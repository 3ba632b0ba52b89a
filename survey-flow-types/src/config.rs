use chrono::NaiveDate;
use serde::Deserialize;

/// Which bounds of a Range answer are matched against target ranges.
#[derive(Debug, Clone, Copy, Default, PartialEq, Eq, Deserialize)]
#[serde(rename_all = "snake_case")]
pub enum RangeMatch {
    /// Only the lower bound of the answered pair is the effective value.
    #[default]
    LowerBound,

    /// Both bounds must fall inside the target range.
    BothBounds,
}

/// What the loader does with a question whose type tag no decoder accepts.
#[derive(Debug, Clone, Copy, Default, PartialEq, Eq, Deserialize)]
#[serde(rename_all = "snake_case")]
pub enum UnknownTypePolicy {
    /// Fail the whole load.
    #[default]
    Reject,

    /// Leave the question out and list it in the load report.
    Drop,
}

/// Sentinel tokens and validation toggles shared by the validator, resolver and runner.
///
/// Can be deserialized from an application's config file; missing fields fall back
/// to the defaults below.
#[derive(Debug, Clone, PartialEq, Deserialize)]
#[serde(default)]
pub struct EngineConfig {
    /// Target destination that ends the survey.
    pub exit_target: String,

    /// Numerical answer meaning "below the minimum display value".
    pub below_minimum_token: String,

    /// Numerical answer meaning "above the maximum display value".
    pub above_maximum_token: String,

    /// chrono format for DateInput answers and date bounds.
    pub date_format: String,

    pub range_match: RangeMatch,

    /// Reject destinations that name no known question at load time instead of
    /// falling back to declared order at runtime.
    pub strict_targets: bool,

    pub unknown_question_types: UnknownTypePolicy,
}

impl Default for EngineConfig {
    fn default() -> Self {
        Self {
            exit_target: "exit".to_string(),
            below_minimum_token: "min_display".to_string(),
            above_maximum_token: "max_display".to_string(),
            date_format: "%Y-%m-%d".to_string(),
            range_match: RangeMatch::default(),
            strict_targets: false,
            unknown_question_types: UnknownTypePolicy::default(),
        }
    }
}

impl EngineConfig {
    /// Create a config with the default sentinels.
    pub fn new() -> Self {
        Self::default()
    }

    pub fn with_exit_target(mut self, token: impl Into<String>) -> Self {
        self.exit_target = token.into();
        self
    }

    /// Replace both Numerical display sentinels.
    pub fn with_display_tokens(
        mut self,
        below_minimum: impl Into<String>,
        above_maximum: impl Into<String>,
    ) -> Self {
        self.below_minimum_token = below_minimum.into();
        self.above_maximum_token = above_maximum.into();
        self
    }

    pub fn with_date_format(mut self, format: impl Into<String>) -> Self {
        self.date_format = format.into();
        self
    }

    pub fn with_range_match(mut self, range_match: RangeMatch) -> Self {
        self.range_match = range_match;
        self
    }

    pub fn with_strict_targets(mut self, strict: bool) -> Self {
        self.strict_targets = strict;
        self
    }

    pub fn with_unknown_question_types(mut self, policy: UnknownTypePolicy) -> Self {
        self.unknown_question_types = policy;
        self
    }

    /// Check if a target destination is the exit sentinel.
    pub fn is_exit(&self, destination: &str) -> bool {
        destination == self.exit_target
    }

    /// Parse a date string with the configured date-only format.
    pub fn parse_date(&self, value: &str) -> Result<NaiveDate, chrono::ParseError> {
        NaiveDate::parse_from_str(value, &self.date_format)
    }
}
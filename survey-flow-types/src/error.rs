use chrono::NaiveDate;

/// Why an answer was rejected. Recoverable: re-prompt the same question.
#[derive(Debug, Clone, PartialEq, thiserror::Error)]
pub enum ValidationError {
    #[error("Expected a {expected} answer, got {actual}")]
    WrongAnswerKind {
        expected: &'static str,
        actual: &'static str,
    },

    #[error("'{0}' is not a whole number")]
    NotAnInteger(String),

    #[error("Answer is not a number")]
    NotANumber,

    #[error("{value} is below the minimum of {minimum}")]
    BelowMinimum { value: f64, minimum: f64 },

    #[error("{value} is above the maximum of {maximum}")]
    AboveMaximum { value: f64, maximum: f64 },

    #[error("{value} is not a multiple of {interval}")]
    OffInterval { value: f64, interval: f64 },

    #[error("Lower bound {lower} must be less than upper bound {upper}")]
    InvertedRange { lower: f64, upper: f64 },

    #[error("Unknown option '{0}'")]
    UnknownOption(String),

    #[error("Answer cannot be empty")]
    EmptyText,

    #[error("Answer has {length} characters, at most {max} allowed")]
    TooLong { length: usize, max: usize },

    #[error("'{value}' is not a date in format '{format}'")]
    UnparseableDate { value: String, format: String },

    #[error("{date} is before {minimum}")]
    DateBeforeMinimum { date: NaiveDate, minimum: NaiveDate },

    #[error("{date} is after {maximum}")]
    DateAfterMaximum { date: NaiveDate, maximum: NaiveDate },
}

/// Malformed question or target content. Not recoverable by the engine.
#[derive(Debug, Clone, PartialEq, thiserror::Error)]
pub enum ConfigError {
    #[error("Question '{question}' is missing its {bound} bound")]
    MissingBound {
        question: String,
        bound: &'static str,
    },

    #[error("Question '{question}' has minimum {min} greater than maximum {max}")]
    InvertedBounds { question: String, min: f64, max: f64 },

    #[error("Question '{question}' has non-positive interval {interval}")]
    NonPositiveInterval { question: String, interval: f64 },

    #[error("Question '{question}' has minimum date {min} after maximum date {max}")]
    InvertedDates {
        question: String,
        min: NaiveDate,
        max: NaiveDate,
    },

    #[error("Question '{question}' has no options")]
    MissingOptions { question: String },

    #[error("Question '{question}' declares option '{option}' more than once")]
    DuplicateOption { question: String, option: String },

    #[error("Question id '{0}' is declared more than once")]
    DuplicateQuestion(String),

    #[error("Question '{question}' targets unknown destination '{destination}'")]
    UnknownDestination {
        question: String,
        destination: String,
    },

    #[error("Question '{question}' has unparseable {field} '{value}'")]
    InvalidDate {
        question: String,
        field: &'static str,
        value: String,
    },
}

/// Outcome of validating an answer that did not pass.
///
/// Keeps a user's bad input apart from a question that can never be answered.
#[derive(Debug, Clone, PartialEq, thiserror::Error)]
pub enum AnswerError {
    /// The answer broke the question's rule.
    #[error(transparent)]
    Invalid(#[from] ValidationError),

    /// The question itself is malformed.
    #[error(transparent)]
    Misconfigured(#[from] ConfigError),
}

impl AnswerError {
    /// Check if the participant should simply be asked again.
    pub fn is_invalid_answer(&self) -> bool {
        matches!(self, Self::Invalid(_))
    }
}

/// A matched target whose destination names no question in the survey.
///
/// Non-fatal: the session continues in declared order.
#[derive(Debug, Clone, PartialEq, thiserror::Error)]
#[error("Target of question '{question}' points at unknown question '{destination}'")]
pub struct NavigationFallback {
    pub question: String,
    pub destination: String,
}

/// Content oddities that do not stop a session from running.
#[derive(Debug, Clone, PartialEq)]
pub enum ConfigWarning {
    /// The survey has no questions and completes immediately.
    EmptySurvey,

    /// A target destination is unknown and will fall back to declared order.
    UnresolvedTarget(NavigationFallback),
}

Exercise:
The lines above, starting at the one with "against target ranges." and ending at the one with "time instead of", are the only ones to return, exactly as written.

Problem solution:
/// Which bounds of a Range answer are matched against target ranges.
#[derive(Debug, Clone, Copy, Default, PartialEq, Eq, Deserialize)]
#[serde(rename_all = "snake_case")]
pub enum RangeMatch {
    /// Only the lower bound of the answered pair is the effective value.
    #[default]
    LowerBound,

    /// Both bounds must fall inside the target range.
    BothBounds,
}

/// What the loader does with a question whose type tag no decoder accepts.
#[derive(Debug, Clone, Copy, Default, PartialEq, Eq, Deserialize)]
#[serde(rename_all = "snake_case")]
pub enum UnknownTypePolicy {
    /// Fail the whole load.
    #[default]
    Reject,

    /// Leave the question out and list it in the load report.
    Drop,
}

/// Sentinel tokens and validation toggles shared by the validator, resolver and runner.
///
/// Can be deserialized from an application's config file; missing fields fall back
/// to the defaults below.
#[derive(Debug, Clone, PartialEq, Deserialize)]
#[serde(default)]
pub struct EngineConfig {
    /// Target destination that ends the survey.
    pub exit_target: String,

    /// Numerical answer meaning "below the minimum display value".
    pub below_minimum_token: String,

    /// Numerical answer meaning "above the maximum display value".
    pub above_maximum_token: String,

    /// chrono format for DateInput answers and date bounds.
    pub date_format: String,

    pub range_match: RangeMatch,

    /// Reject destinations that name no known question at load time instead of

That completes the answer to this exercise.